¿Ves Halos de Luz por la Noche? Ojo con el Azúcar, los Fritos y el Móvil
Halos alrededor de las luces y ojos secos no siempre son solo cosa de la edad. Esto dice la ciencia sobre azúcar, fritos y el móvil a oscuras.

Una visión que se vuelve borrosa, halos alrededor de las farolas o los faros de los coches por la noche, una visión nocturna cada vez peor y ojos que escuecen y se secan no son siempre, sin más, el precio de cumplir años. El cristalino y la mácula, la zona central de la retina responsable de la visión fina, son tejidos especialmente sensibles al estrés oxidativo, y ciertos hábitos cotidianos pueden acelerar este proceso mucho antes de lo esperado.
Azúcar y glicación: el camino hacia las cataratas
Cuando se consumen con frecuencia bebidas azucaradas, dulces o bollería, la glucosa en sangre sube con rapidez y favorece la glicación, un proceso por el que el azúcar se une de forma permanente a las proteínas del organismo formando los llamados productos de glicación avanzada, o AGEs. En el cristalino, estos compuestos alteran las proteínas estructurales y favorecen su opacidad, un mecanismo relacionado directamente con la formación de cataratas. La Agencia Española de Seguridad Alimentaria y Nutrición (AESAN) ha alertado sobre el consumo elevado de bebidas azucaradas y su relación con distintas enfermedades crónicas, y las personas con diabetes, que conviven con niveles de glucosa elevados de forma sostenida, desarrollan cataratas con más frecuencia y a edades más tempranas, una señal de que el exceso de azúcar pasa factura al ojo también sin diagnóstico de diabetes de por medio.

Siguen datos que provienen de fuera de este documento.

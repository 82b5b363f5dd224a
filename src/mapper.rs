//! Pure mapping from an enriched Segment profile into Voucherify's customer
//! schema. No I/O, no shared state; safe to call concurrently.

use serde::Serialize;
use serde_json::Value;
use tracing::warn;

use crate::contract::{EnrichedProfile, Traits};

/// Fixed provenance marker stamped into every customer's system_metadata.
const SOURCE_TAG: &str = "segmentio";

/// Customer payload for Voucherify's bulk upsert endpoint.
///
/// Optional fields serialise as explicit nulls (the original integration
/// always sent the full shape, address included).
#[derive(Debug, Clone, PartialEq, Serialize)]
pub struct VoucherifyCustomer {
    pub name: Option<String>,
    pub source_id: String,
    pub email: Option<String>,
    pub description: Option<String>,
    pub address: Address,
    pub phone: Option<String>,
    pub birthdate: Option<String>,
    pub metadata: Option<Value>,
    pub system_metadata: Value,
}

#[derive(Debug, Clone, PartialEq, Default, Serialize)]
pub struct Address {
    pub city: Option<String>,
    pub state: Option<String>,
    pub postal_code: Option<String>,
    pub line_1: Option<String>,
    pub country: Option<String>,
}

/// First non-empty string value among the given trait keys.
fn str_trait(traits: &Traits, keys: &[&str]) -> Option<String> {
    keys.iter()
        .filter_map(|key| traits.get(*key).and_then(Value::as_str))
        .find(|value| !value.is_empty())
        .map(str::to_string)
}

fn resolve_name(traits: &Traits) -> Option<String> {
    if let Some(name) = str_trait(traits, &["name"]) {
        return Some(name);
    }
    // Absent parts are omitted, not rendered as empty strings.
    let parts: Vec<String> = [
        str_trait(traits, &["firstName", "first_name"]),
        str_trait(traits, &["lastName", "last_name"]),
    ]
    .into_iter()
    .flatten()
    .collect();
    if parts.is_empty() {
        None
    } else {
        Some(parts.join(" "))
    }
}

fn resolve_address(traits: &Traits) -> Address {
    if let Some(nested) = traits.get("address").and_then(Value::as_object) {
        Address {
            city: str_trait(nested, &["city"]),
            state: str_trait(nested, &["state"]),
            postal_code: str_trait(nested, &["postalCode", "postal_code"]),
            line_1: str_trait(nested, &["street", "line_1"]),
            country: str_trait(nested, &["country"]),
        }
    } else {
        Address {
            city: str_trait(traits, &["city"]),
            state: str_trait(traits, &["state"]),
            postal_code: str_trait(traits, &["postalCode", "postal_code"]),
            line_1: str_trait(traits, &["street", "line_1"]),
            country: str_trait(traits, &["country"]),
        }
    }
}

/// Normalise a birthdate trait to a `YYYY-MM-DD` calendar date, discarding
/// any time-of-day component. Unparseable values map to `None` with a
/// warning rather than a wrong date.
fn resolve_birthdate(traits: &Traits) -> Option<String> {
    let raw = str_trait(traits, &["birthdate"])?;
    let date_part = raw.split('T').next().unwrap_or(raw.as_str());
    match chrono::NaiveDate::parse_from_str(date_part, "%Y-%m-%d") {
        Ok(date) => Some(date.format("%Y-%m-%d").to_string()),
        Err(_) => {
            warn!(birthdate = %raw, "unparseable birthdate trait; mapping to null");
            None
        }
    }
}

/// Map one enriched profile into a Voucherify customer. Pure and total:
/// equal input always yields identical output.
pub fn map_customer(profile: &EnrichedProfile) -> VoucherifyCustomer {
    let empty = Traits::new();
    let traits = profile.traits.as_ref().unwrap_or(&empty);

    VoucherifyCustomer {
        name: resolve_name(traits),
        source_id: profile.source_id.clone(),
        email: str_trait(traits, &["email"]),
        description: str_trait(traits, &["description"]),
        address: resolve_address(traits),
        phone: str_trait(traits, &["phone"]),
        birthdate: resolve_birthdate(traits),
        metadata: traits.get("metadata").filter(|v| !v.is_null()).cloned(),
        system_metadata: serde_json::json!({ "source": SOURCE_TAG }),
    }
}

#[cfg(test)]
mod tests {
    use super::*;
    use serde_json::json;

    fn profile_with(traits: Value) -> EnrichedProfile {
        EnrichedProfile {
            segment_id: "seg-1".to_string(),
            traits: Some(traits.as_object().unwrap().clone()),
            source_id: "src-1".to_string(),
        }
    }

    #[test]
    fn explicit_name_wins() {
        let customer = map_customer(&profile_with(json!({
            "name": "Ann Lee",
            "firstName": "Other",
            "lastName": "Person"
        })));
        assert_eq!(customer.name.as_deref(), Some("Ann Lee"));
    }

    #[test]
    fn name_falls_back_to_joined_parts() {
        let customer = map_customer(&profile_with(json!({
            "firstName": "Ann",
            "lastName": "Lee"
        })));
        assert_eq!(customer.name.as_deref(), Some("Ann Lee"));
    }

    #[test]
    fn single_name_part_is_not_padded() {
        let customer = map_customer(&profile_with(json!({ "firstName": "Ann" })));
        assert_eq!(customer.name.as_deref(), Some("Ann"));
    }

    #[test]
    fn snake_case_name_parts_accepted() {
        let customer = map_customer(&profile_with(json!({
            "first_name": "Ann",
            "last_name": "Lee"
        })));
        assert_eq!(customer.name.as_deref(), Some("Ann Lee"));
    }

    #[test]
    fn no_name_traits_maps_to_null() {
        let customer = map_customer(&profile_with(json!({ "email": "a@b.c" })));
        assert_eq!(customer.name, None);
    }

    #[test]
    fn birthdate_time_component_is_stripped() {
        let customer = map_customer(&profile_with(json!({
            "birthdate": "1990-05-02T00:00:00.000Z"
        })));
        assert_eq!(customer.birthdate.as_deref(), Some("1990-05-02"));
    }

    #[test]
    fn plain_birthdate_passes_through() {
        let customer = map_customer(&profile_with(json!({ "birthdate": "1990-05-02" })));
        assert_eq!(customer.birthdate.as_deref(), Some("1990-05-02"));
    }

    #[test]
    fn unparseable_birthdate_maps_to_null() {
        let customer = map_customer(&profile_with(json!({ "birthdate": "not-a-date" })));
        assert_eq!(customer.birthdate, None);
    }

    #[test]
    fn structured_address_with_alias_fallbacks() {
        let customer = map_customer(&profile_with(json!({
            "address": {
                "city": "Gdansk",
                "state": "PM",
                "postalCode": "80-001",
                "street": "Long Lane 1",
                "country": "PL"
            }
        })));
        assert_eq!(customer.address.city.as_deref(), Some("Gdansk"));
        assert_eq!(customer.address.postal_code.as_deref(), Some("80-001"));
        assert_eq!(customer.address.line_1.as_deref(), Some("Long Lane 1"));
    }

    #[test]
    fn flat_address_traits_used_without_object() {
        let customer = map_customer(&profile_with(json!({
            "city": "Gdansk",
            "postal_code": "80-001",
            "line_1": "Long Lane 1"
        })));
        assert_eq!(customer.address.city.as_deref(), Some("Gdansk"));
        assert_eq!(customer.address.postal_code.as_deref(), Some("80-001"));
        assert_eq!(customer.address.line_1.as_deref(), Some("Long Lane 1"));
        assert_eq!(customer.address.state, None);
    }

    #[test]
    fn null_traits_maps_to_emptiest_record() {
        let profile = EnrichedProfile {
            segment_id: "seg-1".to_string(),
            traits: None,
            source_id: "src-1".to_string(),
        };
        let customer = map_customer(&profile);
        assert_eq!(customer.source_id, "src-1");
        assert_eq!(customer.name, None);
        assert_eq!(customer.email, None);
        assert_eq!(customer.address, Address::default());
        assert_eq!(customer.system_metadata, json!({ "source": "segmentio" }));
    }

    #[test]
    fn metadata_is_copied_verbatim() {
        let customer = map_customer(&profile_with(json!({
            "metadata": { "tier": "gold", "visits": 7 }
        })));
        assert_eq!(
            customer.metadata,
            Some(json!({ "tier": "gold", "visits": 7 }))
        );
    }

    #[test]
    fn mapping_is_deterministic() {
        let profile = profile_with(json!({
            "firstName": "Ann",
            "lastName": "Lee",
            "birthdate": "1990-05-02T12:30:00Z",
            "email": "ann@example.com"
        }));
        assert_eq!(map_customer(&profile), map_customer(&profile));
    }
}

Fritos, ultraprocesados y degeneración macular avanzada
Los aceites recalentados varias veces, como ocurre al freír, generan grasas oxidadas que alimentan procesos inflamatorios en los vasos sanguíneos, incluidos los diminutos capilares que nutren la retina. Estudios de seguimiento a largo plazo han encontrado que las personas con una dieta rica en fritos, carne procesada y cereales refinados presentan un riesgo notablemente más alto de desarrollar la forma avanzada de la degeneración macular asociada a la edad, frente a quienes siguen una dieta mediterránea rica en verduras, fruta y pescado. Los alimentos ultraprocesados en general también se han relacionado con una peor salud ocular, y varios oftalmólogos españoles recomiendan precisamente la dieta mediterránea como una de las medidas más respaldadas para cuidar la vista con la edad.

El móvil en la oscuridad y el ojo seco
Mirar el móvil a oscuras, sobre todo en la cama antes de dormir, también pasa factura. En España, el ojo seco afecta a unos cinco millones de personas, y el uso de pantallas es uno de los factores que más contribuye a ello: lo normal es parpadear entre 15 y 20 veces por minuto, pero delante de una pantalla esa cifra puede caer hasta apenas 5 veces por minuto. Parpadear menos deja la superficie del ojo más expuesta, la película lagrimal se renueva peor y aparecen la sequedad, el picor y la sensación de arenilla. Hacerlo en una habitación a oscuras añade un esfuerzo extra para la pupila por el fuerte contraste entre la pantalla luminosa y el entorno oscuro, lo que aumenta la fatiga visual.

Lo que realmente ayuda
- Más verduras de hoja verde oscura — Las espinacas y la col rizada aportan luteína y zeaxantina, los dos carotenoides que forman el pigmento protector de la mácula y ayudan a frenar el estrés oxidativo en la retina.
- Pescado azul en vez de fritos — El salmón, la caballa y las sardinas son ricos en omega-3, unas grasas que ayudan a reducir la inflamación ocular y se asocian a un menor riesgo de progresión de la degeneración macular.
- La regla del 20-20-20 — Cada 20 minutos de pantalla, mirar durante 20 segundos un punto situado a unos 6 metros de distancia ayuda a recuperar el ritmo natural de parpadeo y a estabilizar la película lagrimal.
En resumen
Los halos de luz, la peor visión nocturna y los ojos secos no deberían achacarse siempre solo a la edad. El azúcar, los fritos y el móvil en la oscuridad actúan sobre los mismos procesos—glicación, estrés oxidativo e inestabilidad de la lágrima—y por eso abordar los tres a la vez, con más verduras de hoja verde, pescado azul y la regla del 20-20-20, puede marcar una diferencia real. Este artículo tiene un fin puramente informativo y no sustituye una consulta oftalmológica: si los síntomas persisten, conviene acudir a un especialista.